*** Opening of The input ***
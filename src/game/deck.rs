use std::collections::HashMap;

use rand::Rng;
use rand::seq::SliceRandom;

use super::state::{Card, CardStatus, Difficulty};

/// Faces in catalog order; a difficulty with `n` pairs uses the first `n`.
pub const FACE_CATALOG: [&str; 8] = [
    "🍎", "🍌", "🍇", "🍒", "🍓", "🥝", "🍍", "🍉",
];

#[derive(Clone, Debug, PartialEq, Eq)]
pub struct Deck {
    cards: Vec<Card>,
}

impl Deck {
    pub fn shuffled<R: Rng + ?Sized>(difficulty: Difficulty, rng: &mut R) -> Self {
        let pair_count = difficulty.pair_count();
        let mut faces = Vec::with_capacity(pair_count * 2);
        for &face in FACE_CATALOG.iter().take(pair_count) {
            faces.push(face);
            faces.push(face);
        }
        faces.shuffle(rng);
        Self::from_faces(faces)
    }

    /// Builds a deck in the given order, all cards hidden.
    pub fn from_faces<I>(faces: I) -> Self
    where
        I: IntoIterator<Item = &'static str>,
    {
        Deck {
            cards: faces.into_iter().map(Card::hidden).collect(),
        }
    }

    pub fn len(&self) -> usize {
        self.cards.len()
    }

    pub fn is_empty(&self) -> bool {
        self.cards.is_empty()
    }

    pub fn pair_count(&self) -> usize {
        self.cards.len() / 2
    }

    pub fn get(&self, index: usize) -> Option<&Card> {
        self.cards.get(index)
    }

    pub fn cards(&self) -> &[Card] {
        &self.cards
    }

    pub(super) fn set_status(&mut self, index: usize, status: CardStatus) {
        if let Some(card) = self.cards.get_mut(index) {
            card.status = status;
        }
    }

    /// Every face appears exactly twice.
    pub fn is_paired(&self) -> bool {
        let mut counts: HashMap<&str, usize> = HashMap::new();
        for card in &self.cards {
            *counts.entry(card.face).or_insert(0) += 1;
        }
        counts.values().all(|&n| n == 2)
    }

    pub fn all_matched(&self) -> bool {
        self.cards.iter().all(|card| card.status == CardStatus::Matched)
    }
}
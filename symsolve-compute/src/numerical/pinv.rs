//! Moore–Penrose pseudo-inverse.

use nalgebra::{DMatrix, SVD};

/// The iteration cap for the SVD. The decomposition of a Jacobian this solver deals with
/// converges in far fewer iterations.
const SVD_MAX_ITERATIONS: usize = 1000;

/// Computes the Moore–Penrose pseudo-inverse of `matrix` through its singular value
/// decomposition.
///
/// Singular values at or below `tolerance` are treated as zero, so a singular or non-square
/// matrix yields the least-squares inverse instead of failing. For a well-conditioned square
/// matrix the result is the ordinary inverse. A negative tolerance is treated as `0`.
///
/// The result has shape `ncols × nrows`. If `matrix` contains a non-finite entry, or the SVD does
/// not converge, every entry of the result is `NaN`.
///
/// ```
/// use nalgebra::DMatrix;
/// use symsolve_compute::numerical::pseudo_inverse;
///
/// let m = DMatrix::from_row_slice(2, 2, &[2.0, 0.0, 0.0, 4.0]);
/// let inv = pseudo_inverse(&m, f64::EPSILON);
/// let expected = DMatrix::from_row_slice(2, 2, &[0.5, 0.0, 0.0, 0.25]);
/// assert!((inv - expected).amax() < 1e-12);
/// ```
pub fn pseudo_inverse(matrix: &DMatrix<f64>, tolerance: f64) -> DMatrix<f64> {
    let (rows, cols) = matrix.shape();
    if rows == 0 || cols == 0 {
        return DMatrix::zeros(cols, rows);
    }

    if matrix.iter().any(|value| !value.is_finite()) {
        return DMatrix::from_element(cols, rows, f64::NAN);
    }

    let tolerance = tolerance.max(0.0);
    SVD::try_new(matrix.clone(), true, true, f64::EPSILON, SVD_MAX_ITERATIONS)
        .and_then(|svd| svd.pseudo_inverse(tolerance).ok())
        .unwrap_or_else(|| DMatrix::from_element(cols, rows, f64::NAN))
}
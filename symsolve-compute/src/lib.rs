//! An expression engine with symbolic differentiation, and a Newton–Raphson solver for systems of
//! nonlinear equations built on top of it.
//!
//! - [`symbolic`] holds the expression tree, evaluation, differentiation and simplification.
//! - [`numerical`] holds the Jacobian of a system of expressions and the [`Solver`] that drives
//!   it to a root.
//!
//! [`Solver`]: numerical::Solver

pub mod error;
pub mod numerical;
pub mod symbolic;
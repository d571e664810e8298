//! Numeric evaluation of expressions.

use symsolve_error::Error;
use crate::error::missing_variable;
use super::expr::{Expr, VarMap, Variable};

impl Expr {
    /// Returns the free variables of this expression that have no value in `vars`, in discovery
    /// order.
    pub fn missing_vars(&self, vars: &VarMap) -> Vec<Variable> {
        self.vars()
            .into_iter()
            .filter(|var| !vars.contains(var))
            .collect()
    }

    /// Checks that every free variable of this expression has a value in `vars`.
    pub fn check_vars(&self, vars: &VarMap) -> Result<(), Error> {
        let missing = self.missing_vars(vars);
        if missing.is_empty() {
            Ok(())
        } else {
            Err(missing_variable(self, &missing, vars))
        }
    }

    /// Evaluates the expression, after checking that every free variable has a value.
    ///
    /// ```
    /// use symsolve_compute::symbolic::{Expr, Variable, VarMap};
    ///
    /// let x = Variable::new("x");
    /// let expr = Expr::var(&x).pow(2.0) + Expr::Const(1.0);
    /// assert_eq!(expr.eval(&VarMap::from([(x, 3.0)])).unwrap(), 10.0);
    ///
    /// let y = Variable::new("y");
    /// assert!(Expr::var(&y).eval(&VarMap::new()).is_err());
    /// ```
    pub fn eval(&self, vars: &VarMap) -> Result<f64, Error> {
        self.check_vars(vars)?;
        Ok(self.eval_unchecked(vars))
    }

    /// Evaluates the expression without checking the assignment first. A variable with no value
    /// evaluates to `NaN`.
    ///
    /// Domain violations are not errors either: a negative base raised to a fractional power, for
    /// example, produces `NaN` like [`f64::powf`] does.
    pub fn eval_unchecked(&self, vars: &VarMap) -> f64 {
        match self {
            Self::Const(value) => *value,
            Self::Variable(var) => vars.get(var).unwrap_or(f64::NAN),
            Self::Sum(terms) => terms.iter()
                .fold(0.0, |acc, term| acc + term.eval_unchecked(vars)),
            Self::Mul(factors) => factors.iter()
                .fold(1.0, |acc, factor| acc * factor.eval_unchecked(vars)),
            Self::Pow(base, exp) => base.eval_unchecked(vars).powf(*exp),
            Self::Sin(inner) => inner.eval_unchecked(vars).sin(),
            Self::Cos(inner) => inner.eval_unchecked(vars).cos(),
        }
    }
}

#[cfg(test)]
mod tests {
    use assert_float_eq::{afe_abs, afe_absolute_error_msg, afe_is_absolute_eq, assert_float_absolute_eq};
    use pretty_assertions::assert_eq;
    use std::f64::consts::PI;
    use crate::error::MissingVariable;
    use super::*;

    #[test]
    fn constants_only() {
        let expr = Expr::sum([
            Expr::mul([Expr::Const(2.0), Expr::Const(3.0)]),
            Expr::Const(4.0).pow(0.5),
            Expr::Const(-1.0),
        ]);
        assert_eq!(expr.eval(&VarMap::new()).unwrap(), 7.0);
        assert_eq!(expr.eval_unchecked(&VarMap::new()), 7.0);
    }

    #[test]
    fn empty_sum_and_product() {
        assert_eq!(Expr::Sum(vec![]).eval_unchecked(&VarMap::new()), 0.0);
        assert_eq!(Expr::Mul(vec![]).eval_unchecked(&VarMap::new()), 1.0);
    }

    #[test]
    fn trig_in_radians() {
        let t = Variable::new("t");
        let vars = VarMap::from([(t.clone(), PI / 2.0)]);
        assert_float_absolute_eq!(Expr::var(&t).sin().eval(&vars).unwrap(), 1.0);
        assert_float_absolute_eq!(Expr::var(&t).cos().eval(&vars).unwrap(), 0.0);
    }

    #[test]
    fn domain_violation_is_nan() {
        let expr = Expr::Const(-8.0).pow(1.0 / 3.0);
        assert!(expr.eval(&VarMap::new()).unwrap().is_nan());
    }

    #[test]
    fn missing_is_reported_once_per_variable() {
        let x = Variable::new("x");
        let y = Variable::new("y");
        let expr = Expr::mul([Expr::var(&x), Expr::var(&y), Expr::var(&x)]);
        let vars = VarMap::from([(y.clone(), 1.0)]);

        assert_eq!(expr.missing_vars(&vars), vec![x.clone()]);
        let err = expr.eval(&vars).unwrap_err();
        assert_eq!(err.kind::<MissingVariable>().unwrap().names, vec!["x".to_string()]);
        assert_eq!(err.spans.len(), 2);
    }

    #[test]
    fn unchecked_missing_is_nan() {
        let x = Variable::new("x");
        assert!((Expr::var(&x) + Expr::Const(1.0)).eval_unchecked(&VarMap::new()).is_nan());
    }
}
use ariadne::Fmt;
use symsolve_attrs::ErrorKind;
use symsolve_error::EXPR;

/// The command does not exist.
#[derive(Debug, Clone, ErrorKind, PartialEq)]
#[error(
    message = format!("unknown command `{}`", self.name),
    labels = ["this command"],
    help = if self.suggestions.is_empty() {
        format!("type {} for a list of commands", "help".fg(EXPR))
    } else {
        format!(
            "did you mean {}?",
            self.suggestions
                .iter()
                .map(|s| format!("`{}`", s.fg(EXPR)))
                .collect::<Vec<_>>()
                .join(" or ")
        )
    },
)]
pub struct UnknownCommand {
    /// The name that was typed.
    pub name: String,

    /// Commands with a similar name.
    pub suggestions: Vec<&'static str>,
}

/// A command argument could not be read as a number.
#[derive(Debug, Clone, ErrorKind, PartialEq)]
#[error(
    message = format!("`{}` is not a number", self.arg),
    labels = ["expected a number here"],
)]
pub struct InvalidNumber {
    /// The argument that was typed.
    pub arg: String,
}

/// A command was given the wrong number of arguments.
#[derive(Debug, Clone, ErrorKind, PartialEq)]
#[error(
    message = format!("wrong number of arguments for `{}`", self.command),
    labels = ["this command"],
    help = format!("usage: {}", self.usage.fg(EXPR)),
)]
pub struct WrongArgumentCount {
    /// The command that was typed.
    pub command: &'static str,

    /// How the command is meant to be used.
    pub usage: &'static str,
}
*** Close of The input ***
*** Opening of The input ***
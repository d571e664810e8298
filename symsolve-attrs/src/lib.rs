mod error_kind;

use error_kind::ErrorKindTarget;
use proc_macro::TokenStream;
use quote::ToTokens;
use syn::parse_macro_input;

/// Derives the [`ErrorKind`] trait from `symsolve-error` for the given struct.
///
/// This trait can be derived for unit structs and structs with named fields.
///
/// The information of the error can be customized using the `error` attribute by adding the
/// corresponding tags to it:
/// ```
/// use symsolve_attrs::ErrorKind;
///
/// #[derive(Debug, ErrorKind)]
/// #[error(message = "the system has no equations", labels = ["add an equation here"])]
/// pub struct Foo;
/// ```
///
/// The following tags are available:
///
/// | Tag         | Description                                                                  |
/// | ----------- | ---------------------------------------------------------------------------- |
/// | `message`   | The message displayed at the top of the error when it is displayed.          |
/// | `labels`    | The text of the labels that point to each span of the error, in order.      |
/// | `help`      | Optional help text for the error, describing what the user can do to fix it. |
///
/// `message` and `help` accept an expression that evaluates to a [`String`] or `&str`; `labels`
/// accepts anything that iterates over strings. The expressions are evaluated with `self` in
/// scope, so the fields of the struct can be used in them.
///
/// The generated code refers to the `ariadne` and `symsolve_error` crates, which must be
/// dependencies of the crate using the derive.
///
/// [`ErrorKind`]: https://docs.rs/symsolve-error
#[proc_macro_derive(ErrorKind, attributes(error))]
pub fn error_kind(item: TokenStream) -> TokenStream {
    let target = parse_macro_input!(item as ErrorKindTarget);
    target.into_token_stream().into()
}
*** Close of The input ***
*** Opening of The input ***
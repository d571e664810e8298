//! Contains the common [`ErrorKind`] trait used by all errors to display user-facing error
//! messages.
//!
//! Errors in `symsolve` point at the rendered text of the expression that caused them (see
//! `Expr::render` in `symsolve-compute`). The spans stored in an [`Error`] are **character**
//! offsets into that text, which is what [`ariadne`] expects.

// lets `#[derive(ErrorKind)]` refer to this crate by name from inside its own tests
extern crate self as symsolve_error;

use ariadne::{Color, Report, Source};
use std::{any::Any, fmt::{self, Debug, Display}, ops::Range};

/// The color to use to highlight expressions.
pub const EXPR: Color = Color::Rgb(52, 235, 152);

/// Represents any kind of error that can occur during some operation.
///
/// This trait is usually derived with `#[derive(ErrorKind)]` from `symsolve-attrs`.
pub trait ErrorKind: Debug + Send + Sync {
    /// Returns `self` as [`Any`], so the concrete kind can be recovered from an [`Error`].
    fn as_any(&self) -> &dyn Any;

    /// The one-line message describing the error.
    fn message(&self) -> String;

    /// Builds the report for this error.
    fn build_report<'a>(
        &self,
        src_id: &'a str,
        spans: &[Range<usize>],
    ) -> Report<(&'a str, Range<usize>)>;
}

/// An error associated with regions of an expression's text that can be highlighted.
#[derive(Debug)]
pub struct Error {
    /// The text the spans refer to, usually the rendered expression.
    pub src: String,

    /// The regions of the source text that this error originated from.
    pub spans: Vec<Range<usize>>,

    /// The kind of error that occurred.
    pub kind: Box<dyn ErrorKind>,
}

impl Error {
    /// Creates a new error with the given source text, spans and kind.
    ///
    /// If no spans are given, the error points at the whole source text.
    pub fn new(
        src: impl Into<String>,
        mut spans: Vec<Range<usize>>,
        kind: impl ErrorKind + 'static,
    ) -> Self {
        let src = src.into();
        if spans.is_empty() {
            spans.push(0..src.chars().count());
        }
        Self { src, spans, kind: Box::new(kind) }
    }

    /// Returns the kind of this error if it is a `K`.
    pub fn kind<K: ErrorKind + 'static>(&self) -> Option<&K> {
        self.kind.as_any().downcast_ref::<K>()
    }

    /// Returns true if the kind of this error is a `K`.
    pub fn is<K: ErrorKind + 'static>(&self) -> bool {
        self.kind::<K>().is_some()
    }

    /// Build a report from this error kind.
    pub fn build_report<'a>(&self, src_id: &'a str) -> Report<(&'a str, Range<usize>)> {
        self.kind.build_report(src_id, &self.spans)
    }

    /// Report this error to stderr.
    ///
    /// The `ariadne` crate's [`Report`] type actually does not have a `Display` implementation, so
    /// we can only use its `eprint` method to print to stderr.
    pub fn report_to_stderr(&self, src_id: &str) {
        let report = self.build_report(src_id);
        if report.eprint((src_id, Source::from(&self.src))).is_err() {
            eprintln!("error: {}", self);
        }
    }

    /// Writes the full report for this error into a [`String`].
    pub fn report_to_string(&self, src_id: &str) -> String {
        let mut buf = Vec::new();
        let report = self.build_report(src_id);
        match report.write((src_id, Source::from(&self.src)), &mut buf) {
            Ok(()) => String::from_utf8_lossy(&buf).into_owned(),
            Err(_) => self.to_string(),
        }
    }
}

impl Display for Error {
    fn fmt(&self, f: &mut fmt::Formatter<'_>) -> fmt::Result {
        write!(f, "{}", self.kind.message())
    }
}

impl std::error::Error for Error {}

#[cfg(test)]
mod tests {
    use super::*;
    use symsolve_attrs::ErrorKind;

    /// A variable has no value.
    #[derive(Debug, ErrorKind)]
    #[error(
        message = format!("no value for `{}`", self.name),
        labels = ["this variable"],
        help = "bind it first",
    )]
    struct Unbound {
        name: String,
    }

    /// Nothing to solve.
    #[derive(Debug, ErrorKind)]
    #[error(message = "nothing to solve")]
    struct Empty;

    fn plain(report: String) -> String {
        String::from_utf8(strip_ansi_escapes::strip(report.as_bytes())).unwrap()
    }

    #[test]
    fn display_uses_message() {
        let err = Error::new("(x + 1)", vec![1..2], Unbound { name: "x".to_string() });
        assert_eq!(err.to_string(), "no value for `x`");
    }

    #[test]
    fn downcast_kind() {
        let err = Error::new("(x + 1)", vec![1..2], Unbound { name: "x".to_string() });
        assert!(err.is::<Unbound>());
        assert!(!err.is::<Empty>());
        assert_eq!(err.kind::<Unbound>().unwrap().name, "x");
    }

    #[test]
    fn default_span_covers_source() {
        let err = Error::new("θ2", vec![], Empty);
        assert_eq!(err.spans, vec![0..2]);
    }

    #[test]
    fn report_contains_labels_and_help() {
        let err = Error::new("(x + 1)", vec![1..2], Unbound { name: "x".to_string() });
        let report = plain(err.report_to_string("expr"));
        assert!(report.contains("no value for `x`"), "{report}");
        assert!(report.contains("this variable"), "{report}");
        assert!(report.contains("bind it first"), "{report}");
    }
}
*** Close of The input ***
__Problem to work on__: Search the listing above for "EPSILON" and copy every line that holds it.

__Written response__:
/// let inv = pseudo_inverse(&m, f64::EPSILON);
    SVD::try_new(matrix.clone(), true, true, f64::EPSILON, SVD_MAX_ITERATIONS)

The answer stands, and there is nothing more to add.